Ils arrivent avec les psycho-traumatismes de leur parcours migratoire, mais la rue et la précarité les emportent vers un "nouveau" genre de trouble psychologique : un rapport met en lumière les effets du "non-accueil" en France sur la santé mentale des mineurs isolés étrangers. 

"Humeur triste", "détresse massive" qui peut mener jusqu'aux tentatives de suicide, caractérisent notamment ce trouble attesté par des psychologues de Médecins sans frontières (MSF) et du Comede (Comité pour la santé des exilés). Depuis quatre ans, ils suivent des centaines de migrants dans un centre de Pantin (Seine-Saint-Denis), où sont accompagnés les jeunes étrangers d'abord déclarés majeurs et qui tentent de faire reconnaître leur statut de "mineur non accompagné" devant la justice. Durant cette période, ils n'ont pas droit à la prise en charge par l'aide sociale à l'enfance (ASE) et vivent souvent dans "l'errance et la rue": "Les conditions d'accueil des mineurs non accompagnés au cours de la procédure en reconnaissance de minorité majorent les troubles psychiques préexistants de ces jeunes", écrivent l'ONG et l'association dans un rapport commun présenté mardi 9 novembre 2021.
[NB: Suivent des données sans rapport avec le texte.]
use std::fs;
use std::io::Write;
use std::path::{Path, PathBuf};
use std::time::Duration;

use chrono::{DateTime, Utc};
use serde::{Deserialize, Serialize};

use super::{Entry, StorageProvider};
use crate::error::{GrantError, Result};

const STORAGE_FILE_VERSION: u32 = 1;

/// Configuration for file-backed storage.
#[derive(Debug, Clone)]
pub struct FileStorageConfig {
    pub base_dir: PathBuf,
}

impl FileStorageConfig {
    pub fn new(base_dir: PathBuf) -> Self {
        Self { base_dir }
    }

    pub fn default_dir() -> PathBuf {
        default_grantline_dir()
    }
}

/// File-backed storage using one TOML file per key.
///
/// Files are written with `0600` permissions on unix, so the store counts as
/// confidential. Used as secure storage by the CLI.
///
/// # Example
/// ```no_run
/// use grantline::storage::{FileStorage, StorageProvider};
///
/// let store = FileStorage::new_default();
/// store.set("access_token", "T", Some(std::time::Duration::from_secs(3600)))?;
/// # Ok::<(), grantline::error::GrantError>(())
/// ```
#[derive(Debug, Clone)]
pub struct FileStorage {
    base_dir: PathBuf,
}

impl FileStorage {
    pub fn new(config: FileStorageConfig) -> Self {
        Self {
            base_dir: config.base_dir,
        }
    }

    pub fn new_default() -> Self {
        Self {
            base_dir: default_grantline_dir(),
        }
    }

    pub fn base_dir(&self) -> &Path {
        &self.base_dir
    }

    fn value_path(&self, key: &str) -> PathBuf {
        self.base_dir.join(format!("{}.toml", file_stem(key)))
    }

    fn ensure_parent(path: &Path) -> Result<()> {
        if let Some(parent) = path.parent() {
            fs::create_dir_all(parent)?;
        }
        Ok(())
    }

    fn read(&self, path: &Path) -> Result<Option<ValueFile>> {
        let raw = match fs::read_to_string(path) {
            Ok(data) => data,
            Err(err) if err.kind() == std::io::ErrorKind::NotFound => return Ok(None),
            Err(err) => return Err(GrantError::Storage(err.to_string())),
        };
        let file: ValueFile = toml::from_str(&raw)?;
        if file.version != STORAGE_FILE_VERSION {
            return Err(GrantError::Storage(format!(
                "Unsupported storage file version {} at {}",
                file.version,
                path.display()
            )));
        }
        Ok(Some(file))
    }
}

impl StorageProvider for FileStorage {
    fn set(&self, key: &str, value: &str, ttl: Option<Duration>) -> Result<()> {
        let path = self.value_path(key);
        Self::ensure_parent(&path)?;
        let file = ValueFile {
            version: STORAGE_FILE_VERSION,
            key: key.to_string(),
            entry: Entry::new(value, ttl),
            saved_at: Utc::now(),
        };
        let serialized = toml::to_string(&file)?;
        write_private(&path, &serialized)
    }

    fn get(&self, key: &str) -> Result<Option<String>> {
        let path = self.value_path(key);
        let Some(file) = self.read(&path)? else {
            return Ok(None);
        };
        // A file renamed in from another key must not answer for this one.
        if file.key != key {
            return Ok(None);
        }
        if !file.entry.is_live(Utc::now()) {
            self.remove(key)?;
            return Ok(None);
        }
        Ok(Some(file.entry.value))
    }

    fn remove(&self, key: &str) -> Result<()> {
        let path = self.value_path(key);
        match fs::remove_file(&path) {
            Ok(()) => Ok(()),
            Err(err) if err.kind() == std::io::ErrorKind::NotFound => Ok(()),
            Err(err) => Err(GrantError::Storage(err.to_string())),
        }
    }

    fn is_confidential(&self) -> bool {
        true
    }
}

#[derive(Debug, Clone, Serialize, Deserialize)]
struct ValueFile {
    version: u32,
    key: String,
    entry: Entry,
    saved_at: DateTime<Utc>,
}

fn default_grantline_dir() -> PathBuf {
    directories::UserDirs::new()
        .map(|dirs| dirs.home_dir().join(".grantline"))
        .unwrap_or_else(|| PathBuf::from(".grantline"))
}

/// Lowercase hex of the key bytes: distinct keys never share a file, even on
/// case-insensitive filesystems.
fn file_stem(key: &str) -> String {
    key.bytes().map(|byte| format!("{byte:02x}")).collect()
}

/// Write `contents` to `path` through a sibling temp file created `0600`.
fn write_private(path: &Path, contents: &str) -> Result<()> {
    let tmp = path.with_extension("toml.tmp");
    match fs::remove_file(&tmp) {
        Ok(()) => {}
        Err(err) if err.kind() == std::io::ErrorKind::NotFound => {}
        Err(err) => return Err(GrantError::Storage(err.to_string())),
    }

    let mut options = fs::OpenOptions::new();
    options.write(true).create_new(true);
    #[cfg(unix)]
    {
        use std::os::unix::fs::OpenOptionsExt;
        options.mode(0o600);
    }
    let mut file = options.open(&tmp)?;
    file.write_all(contents.as_bytes())?;
    file.sync_all()?;
    drop(file);

    fs::rename(&tmp, path)?;
    Ok(())
}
Entre décembre 2017 et juin 2021, 395 de ces jeunes, essentiellement des Africains, ont été suivis dans le centre de MSF, après des parcours migratoires souvent chaotiques.
  

Un sur deux

"Lorsqu'ils arrivent en France, une partie de ces jeunes souffrent de troubles psychiques, pour la plupart des syndromes psycho-traumatiques et des dépressions", peut-on lire dans le rapport. Or, "la politique du non-accueil" en France favorise, selon les associations, "l'apparition d'un trouble nouveau chez les mineurs non accompagnés (MNA), réactionnel à la précarité". "Les MNA qui en sont atteints développent de nombreux symptômes : humeur triste, anxiété, troubles du sommeil et de la concentration, sentiment d'impossibilité à faire face, à faire des projets ou à continuer dans la situation actuelle", écrivent les auteurs, qui évoquent une "détresse massive et réactionnelle à un facteur de stress".